Gemma trains five days a week and makes sure she eats a good amount of protein and carbs to fuel her body.
Whilst training, Gemma receives funny looks from people about her strong legs, but she loves how she looks and is proud of the fact she can lift cars and pull double decker buses.
She can lift logs at 82.5kg, atlas stones at 110kg, deadlift 195kg and squat 175kg.
She trains at Phoenix Gym in Burgess Hill and is sponsored by Rebel Strength and Tuffwraps.co.uk.
Gemma shares her journey on Instagram and hopes to be able to inspire others with it.
“I get some funny looks, it’s unusual to see a strength athlete in a gym, yes there are bodybuilders and powerlifters but when I’m doing strongman training I do get looks. I get a lot of comments about my legs. I love how I look, it’s not for everyone but I like it and I’m so proud of what my body can do,” continued Gemma.
“Not many people can say their body lifts up cars or pulls double decker buses.
“The training is very taxing on your body and injuries aren’t uncommon. I have had a few injuries to my back and biceps. You just really have to listen to your body and stay focused when it gets hard. Most of all you must believe in yourself.
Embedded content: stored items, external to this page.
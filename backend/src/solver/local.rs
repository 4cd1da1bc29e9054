//! In-process backend.
//!
//! Runs the site-selection model on tokio's blocking pool. Whatever goes wrong
//! inside the model (an infeasible problem, malformed input, a panic) is
//! reported the same way: a [`SolveError::BackendFault`] whose text is the
//! model's own message.

use std::sync::Arc;

use async_trait::async_trait;
use log::{info, warn};
use tokio::task;

use super::{Solution, SolveBackend};
use crate::error::{SolveError, SolveResult};
use crate::models::Record;
use crate::table::Table;

/// Output of a [`SiteModel`] run.
#[derive(Debug, Clone, Default, PartialEq)]
pub struct ModelSolution {
    pub sites: Vec<Record>,
    pub status: String,
}

impl ModelSolution {
    pub fn new(sites: Vec<Record>, status: impl Into<String>) -> Self {
        Self {
            sites,
            status: status.into(),
        }
    }
}

/// The site-selection optimization model.
///
/// Implementations build and solve the model for the given tables and return
/// one record per selected site. Errors are not classified: infeasibility and
/// bad input look the same to the caller.
pub trait SiteModel: Send + Sync {
    fn build_and_solve(
        &self,
        places: &Table,
        routes: &Table,
        count: usize,
    ) -> anyhow::Result<ModelSolution>;
}

impl<F> SiteModel for F
where
    F: Fn(&Table, &Table, usize) -> anyhow::Result<ModelSolution> + Send + Sync,
{
    fn build_and_solve(
        &self,
        places: &Table,
        routes: &Table,
        count: usize,
    ) -> anyhow::Result<ModelSolution> {
        self(places, routes, count)
    }
}

/// Backend that solves with an in-process [`SiteModel`].
#[derive(Clone)]
pub struct LocalBackend {
    model: Arc<dyn SiteModel>,
}

impl LocalBackend {
    pub fn new(model: Arc<dyn SiteModel>) -> Self {
        Self { model }
    }
}

#[async_trait]
impl SolveBackend for LocalBackend {
    fn name(&self) -> &str {
        "local"
    }

    async fn solve(&self, places: &Table, routes: &Table, count: usize) -> SolveResult<Solution> {
        info!("Running local model for {} sites", count);

        let model = Arc::clone(&self.model);
        let places = places.clone();
        let routes = routes.clone();

        let outcome =
            task::spawn_blocking(move || model.build_and_solve(&places, &routes, count)).await;

        match outcome {
            Ok(Ok(solution)) => {
                info!(
                    "Local model returned {} sites: {}",
                    solution.sites.len(),
                    solution.status
                );
                Ok(Solution::new(solution.sites, solution.status))
            }
            Ok(Err(e)) => {
                let detail = e.to_string();
                warn!("{}", detail);
                Err(SolveError::BackendFault(detail))
            }
            Err(join_err) => {
                let detail = panic_message(join_err);
                warn!("Local model aborted: {}", detail);
                Err(SolveError::BackendFault(detail))
            }
        }
    }
}

fn panic_message(err: task::JoinError) -> String {
    if !err.is_panic() {
        return err.to_string();
    }
    let payload = err.into_panic();
    if let Some(s) = payload.downcast_ref::<&str>() {
        (*s).to_string()
    } else if let Some(s) = payload.downcast_ref::<String>() {
        s.clone()
    } else {
        "model panicked".to_string()
    }
}
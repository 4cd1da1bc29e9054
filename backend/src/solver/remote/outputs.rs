//! Decoding of a completed job's output artifacts.
//!
//! Each returned artifact is paired with the declared output whose pattern
//! matches its id. Tabular artifacts are read with their own field list, never
//! with another artifact's.

use base64::Engine;
use log::{debug, warn};
use regex::Regex;

use super::job::{DeclaredOutput, OutputArtifact, OutputKind};
use crate::error::{SolveError, SolveResult};
use crate::models::Record;
use crate::table::Table;

/// Decoded outputs of a completed job.
#[derive(Debug, Clone, Default, PartialEq)]
pub struct ResolvedOutputs {
    /// Site rows from the tabular artifact, if one was returned
    pub sites: Option<Vec<Record>>,
    /// Decoded status message from the text artifact, if one was returned
    pub message: Option<String>,
    /// Patterns of declared outputs with no matching artifact
    pub missing: Vec<String>,
}

struct Matcher {
    output: DeclaredOutput,
    regex: Regex,
}

fn compile(declared: &[DeclaredOutput]) -> SolveResult<Vec<Matcher>> {
    declared
        .iter()
        .map(|output| {
            Regex::new(&format!("^(?:{})$", output.pattern))
                .map(|regex| Matcher {
                    output: *output,
                    regex,
                })
                .map_err(|e| {
                    SolveError::data_shape(format!("invalid output pattern '{}': {}", output.pattern, e))
                })
        })
        .collect()
}

/// Pair and decode `artifacts` against `declared`.
pub fn resolve_outputs(
    artifacts: &[OutputArtifact],
    declared: &[DeclaredOutput],
) -> SolveResult<ResolvedOutputs> {
    let matchers = compile(declared)?;
    let mut seen = vec![false; matchers.len()];
    let mut resolved = ResolvedOutputs::default();

    for artifact in artifacts {
        let Some(idx) = matchers.iter().position(|m| m.regex.is_match(&artifact.id)) else {
            debug!("Skipping undeclared output artifact '{}'", artifact.id);
            continue;
        };
        seen[idx] = true;

        match matchers[idx].output.kind {
            OutputKind::Csv => {
                if resolved.sites.is_some() {
                    warn!(
                        "Several tabular artifacts returned; '{}' replaces the earlier one",
                        artifact.id
                    );
                }
                resolved.sites = Some(decode_table(artifact)?);
            }
            OutputKind::Text => {
                resolved.message = Some(decode_text(artifact)?);
            }
        }
    }

    resolved.missing = matchers
        .iter()
        .zip(seen)
        .filter(|(_, seen)| !seen)
        .map(|(m, _)| m.output.pattern.to_string())
        .collect();

    Ok(resolved)
}

fn decode_table(artifact: &OutputArtifact) -> SolveResult<Vec<Record>> {
    let fields = artifact.fields.clone().ok_or_else(|| {
        SolveError::data_shape(format!("artifact '{}' has no field list", artifact.id))
    })?;

    let table = Table::from_parts(fields, artifact.values.clone())
        .map_err(|e| SolveError::data_shape(format!("artifact '{}': {}", artifact.id, e)))?;

    Ok(table.to_records())
}

fn decode_text(artifact: &OutputArtifact) -> SolveResult<String> {
    let encoded = artifact
        .values
        .first()
        .and_then(|row| row.first())
        .and_then(|cell| cell.as_str())
        .ok_or_else(|| {
            SolveError::data_shape(format!("artifact '{}' has no encoded text", artifact.id))
        })?;

    let bytes = base64::engine::general_purpose::STANDARD
        .decode(encoded.trim())
        .map_err(|e| SolveError::data_shape(format!("artifact '{}': {}", artifact.id, e)))?;

    String::from_utf8(bytes)
        .map_err(|e| SolveError::data_shape(format!("artifact '{}': {}", artifact.id, e)))
}

#[cfg(test)]
mod tests {
    use super::*;
    use crate::error::SolveErrorKind;
    use crate::solver::remote::job::{DECLARED_OUTPUTS, TEXT_OUTPUT_PATTERN};
    use serde_json::json;

    fn encode(text: &str) -> String {
        base64::engine::general_purpose::STANDARD.encode(text)
    }

    #[test]
    fn test_csv_and_text_outputs() {
        let artifacts = vec![
            OutputArtifact::table(
                "solution.csv",
                &["id", "score"],
                vec![vec![json!("p1"), json!(0.9)], vec![json!("p2"), json!(0.4)]],
            ),
            OutputArtifact::text("status.txt", encode("OPTIMAL_SOLUTION")),
        ];

        let resolved = resolve_outputs(&artifacts, &DECLARED_OUTPUTS).unwrap();
        let sites = resolved.sites.unwrap();
        assert_eq!(sites.len(), 2);
        assert_eq!(sites[1]["id"], json!("p2"));
        assert_eq!(resolved.message.as_deref(), Some("OPTIMAL_SOLUTION"));
        assert!(resolved.missing.is_empty());
    }

    #[test]
    fn test_csv_uses_its_own_fields_regardless_of_position() {
        let artifacts = vec![
            OutputArtifact {
                id: "log.txt".to_string(),
                fields: Some(vec!["wrong".to_string()]),
                values: vec![vec![json!(encode("done"))]],
            },
            OutputArtifact::table("solution.csv", &["id", "lat"], vec![vec![json!("p9"), json!(1.5)]]),
        ];

        let resolved = resolve_outputs(&artifacts, &DECLARED_OUTPUTS).unwrap();
        let sites = resolved.sites.unwrap();
        assert_eq!(sites[0].keys().collect::<Vec<_>>(), vec!["id", "lat"]);
        assert_eq!(resolved.message.as_deref(), Some("done"));
    }

    #[test]
    fn test_width_mismatch_is_data_shape() {
        let artifacts = vec![OutputArtifact::table(
            "solution.csv",
            &["id", "lat"],
            vec![vec![json!("p1")]],
        )];

        let err = resolve_outputs(&artifacts, &DECLARED_OUTPUTS).unwrap_err();
        assert_eq!(err.kind(), SolveErrorKind::DataShape);
    }

    #[test]
    fn test_missing_fields_is_data_shape() {
        let artifacts = vec![OutputArtifact {
            id: "solution.csv".to_string(),
            fields: None,
            values: vec![vec![json!("p1")]],
        }];
        let err = resolve_outputs(&artifacts, &DECLARED_OUTPUTS).unwrap_err();
        assert!(err.to_string().contains("no field list"));
    }

    #[test]
    fn test_bad_base64_is_data_shape() {
        let artifacts = vec![OutputArtifact::text("status.txt", "%%%not-base64")];
        let err = resolve_outputs(&artifacts, &DECLARED_OUTPUTS).unwrap_err();
        assert_eq!(err.kind(), SolveErrorKind::DataShape);
    }

    #[test]
    fn test_missing_outputs_are_reported() {
        let artifacts = vec![OutputArtifact::table("solution.csv", &["id"], vec![])];
        let resolved = resolve_outputs(&artifacts, &DECLARED_OUTPUTS).unwrap();
        assert_eq!(resolved.sites, Some(vec![]));
        assert_eq!(resolved.missing, vec![TEXT_OUTPUT_PATTERN.to_string()]);

        let resolved = resolve_outputs(&[], &DECLARED_OUTPUTS).unwrap();
        assert_eq!(resolved.sites, None);
        assert_eq!(resolved.missing.len(), 2);
    }

    #[test]
    fn test_undeclared_artifacts_are_skipped() {
        let artifacts = vec![OutputArtifact::table("model.lp", &["line"], vec![vec![json!("x")]])];
        let resolved = resolve_outputs(&artifacts, &DECLARED_OUTPUTS).unwrap();
        assert_eq!(resolved.sites, None);
        assert_eq!(resolved.message, None);
    }
}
“Find a gym which has strongman equipment get a good coach who knows what he or she is doing. Enter a novice competition, make that your goal to work towards. Never say I’m not strong enough, go and compete and see what it’s about, you’ll surprise yourself and believe in yourself. You can’t win them all but you never lose, you only learn and that makes you a better athlete.
“When I left the military I never thought I’d be where I am today and that makes me incredibly proud that I have done all of this and that I have turned it all around.
“I honestly believe if I hadn’t moved back to Sussex with my family that day that I wouldn’t be here to say this to you.
“I want to show others not just ex-military, anyone that it can be done, you can turn your life around, but you have to want to. It takes time, Rome wasn’t built in a day. Consistency and hard work is the key to everything.”